NB: in the function call `dnn.train(ndims=X)`, `ndims` represents the number of dimensions to consider for plotting features for signal/background.  
- `ndims = -1`:    Plot 1D & 2D features for signal and background (can be slow)
- `ndims = 1`:     Plot 1D features only

### Run the training!

In [7]:
dnn.initialize()
dnn.load_data(['target'])  # load HEP data (add 'target' branch to dataframe)
dnn.preprocess_data()      # equal statistics for each class
dnn.train(ndims=1)         # build and train the model!
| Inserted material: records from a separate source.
//! End-to-end CLI tests using `assert_cmd`.
//!
//! These tests invoke the actual compiled binary and verify exit codes
//! and output. They do NOT require Ollama to be running (except tests
//! marked #[ignore]).

use assert_cmd::Command;
use predicates::prelude::*;
use tempfile::tempdir;

fn cmd() -> Command {
    Command::cargo_bin("doctrina").unwrap()
}

// ─── Help / version ─────────────────────────────────────────────────────

#[test]
fn test_help_shows_commands() {
    cmd()
        .arg("--help")
        .assert()
        .success()
        .stdout(predicate::str::contains("ingest"))
        .stdout(predicate::str::contains("search"))
        .stdout(predicate::str::contains("stats"));
}

#[test]
fn test_version_shows_name() {
    cmd()
        .arg("--version")
        .assert()
        .success()
        .stdout(predicate::str::contains("doctrina"));
}

// ─── Ingest subcommand argument validation ──────────────────────────────

#[test]
fn test_ingest_help() {
    cmd()
        .args(["ingest", "--help"])
        .assert()
        .success()
        .stdout(predicate::str::contains("PATH"))
        .stdout(predicate::str::contains("--fresh"))
        .stdout(predicate::str::contains("--workers"))
        .stdout(predicate::str::contains("OLLAMA_EXTRACT_MODEL"));
}

#[test]
fn test_ingest_requires_path() {
    cmd()
        .arg("ingest")
        .assert()
        .failure()
        .stderr(predicate::str::contains("PATH"));
}

#[test]
fn test_ingest_unreadable_pdf_fails() {
    let dir = tempdir().unwrap();
    let bogus = dir.path().join("not_really.pdf");
    std::fs::write(&bogus, "this is not a pdf").unwrap();

    cmd()
        .arg("ingest")
        .arg(&bogus)
        .current_dir(dir.path())
        .timeout(std::time::Duration::from_secs(60))
        .assert()
        .failure();
}

#[test]
fn test_ingest_empty_folder_succeeds() {
    let dir = tempdir().unwrap();

    cmd()
        .arg("ingest")
        .arg(dir.path())
        .current_dir(dir.path())
        .timeout(std::time::Duration::from_secs(30))
        .assert()
        .success();
}

// ─── Search subcommand ──────────────────────────────────────────────────

#[test]
fn test_search_help() {
    cmd()
        .args(["search", "--help"])
        .assert()
        .success()
        .stdout(predicate::str::contains("QUERY"))
        .stdout(predicate::str::contains("--domain"))
        .stdout(predicate::str::contains("--topk"));
}

#[test]
fn test_search_requires_query() {
    cmd()
        .arg("search")
        .assert()
        .failure()
        .stderr(predicate::str::contains("QUERY"));
}

#[test]
fn test_search_rejects_unknown_domain() {
    let dir = tempdir().unwrap();
    cmd()
        .args(["search", "anything", "--domain", "astrology"])
        .current_dir(dir.path())
        .timeout(std::time::Duration::from_secs(30))
        .assert()
        .failure()
        .stderr(predicate::str::contains("domain"));
}

// ─── Stats subcommand ───────────────────────────────────────────────────

#[test]
fn test_stats_without_data_reports_empty() {
    let dir = tempdir().unwrap();
    cmd()
        .arg("stats")
        .current_dir(dir.path())
        .assert()
        .success()
        .stdout(predicate::str::contains("No combined index"));
}

// ─── Integration (requires Ollama) ──────────────────────────────────────

#[test]
#[ignore] // Run with: cargo test -- --ignored
fn test_search_with_ollama() {
    let dir = tempdir().unwrap();
    cmd()
        .args(["search", "strategy of conflict"])
        .current_dir(dir.path())
        .timeout(std::time::Duration::from_secs(120))
        .assert()
        .success()
        .stdout(predicate::str::contains("Searching for"));
}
 INFO :: FOUNDATION : Load HEP data
 INFO :: FOUNDATION : -- pre-training :: features


  (prop.get_family(), self.defaultFamily[fontext]))
  ratio_data.data.content = (num_data / np.sqrt(den_data)).copy()
  ratio_data.data.content = (num_data / np.sqrt(den_data)).copy()
  tmp = np.divide( (sig-bkg)**2 , (sig+bkg), dtype=np.float32)


 INFO :: FOUNDATION : -- pre-training :: correlations
 INFO :: FOUNDATION : -- pre-training :: separations
Train on 293538 samples, validate on 97846 samples
Epoch 1/10
Epoch 2/10
Epoch 3/10
Epoch 4/10
Epoch 5/10
Epoch 6/10
Epoch 7/10
Epoch 8/10
Epoch 9/10
Epoch 10/10
 INFO :: DL : Plot the train/test predictions
 INFO :: FOUNDATION : -- post-training :: ROC
 INFO :: FOUNDATION : -- post-training :: History


2018-09-19 12:54:24.030958: W tensorflow/core/platform/cpu_feature_guard.cc:45] The TensorFlow library wasn't compiled to use SSE4.2 instructions, but these are available on your machine and could speed up CPU computations.
2018-09-19 12:54:24.030976: W tensorflow/core/platform/cpu_feature_guard.cc:45] The TensorFlow library wasn't compiled to use AVX instructions, but these are available on your machine and could speed up CPU computations.
2018-09-19 12:54:24.030981: W tensorflow/core/platform/cpu_feature_guard.cc:45] The TensorFlow library wasn't compiled to use AVX2 instructions, but these are available on your machine and could speed up CPU computations.
2018-09-19 12:54:24.030986: W tensorflow/core/platform/cpu_feature_guard.cc:45] The TensorFlow library wasn't compiled to use FMA instructions, but these are available on your machine and could speed up CPU computations.


## Plots

Now the training is done!  
You can inspect the output plots to understand the performance of the neural network, then modify the configuration file and re-train, if necessary.
The model is saved in the output directory (by default to be used in the Lightweight NN framework).

In [8]:
from IPython.display import IFrame

In [9]:
IFrame("{0}acc_epochs.pdf".format(output), width=600, height=300) # doesn't handle '//' in filename

In [10]:
IFrame("{0}loss_epochs.pdf".format(output), width=600, height=300)

In [11]:
IFrame("{0}roc_curve.pdf".format(output), width=600, height=300)

In [12]:
IFrame("{0}hist_DNN_prediction_signal.pdf".format(output), width=600, height=300)

Note: In the current setup of Asimov, the tool is built for multi-classification.
Thus, if you are doing binary classification, you will end up with 2 outputs, rather than 1 (the second output is just 1-X).  The ROC curve is configured to only draw one curve, but there will be extra (& separate) plots for the signal prediction and background prediction.  You can choose to ignore these.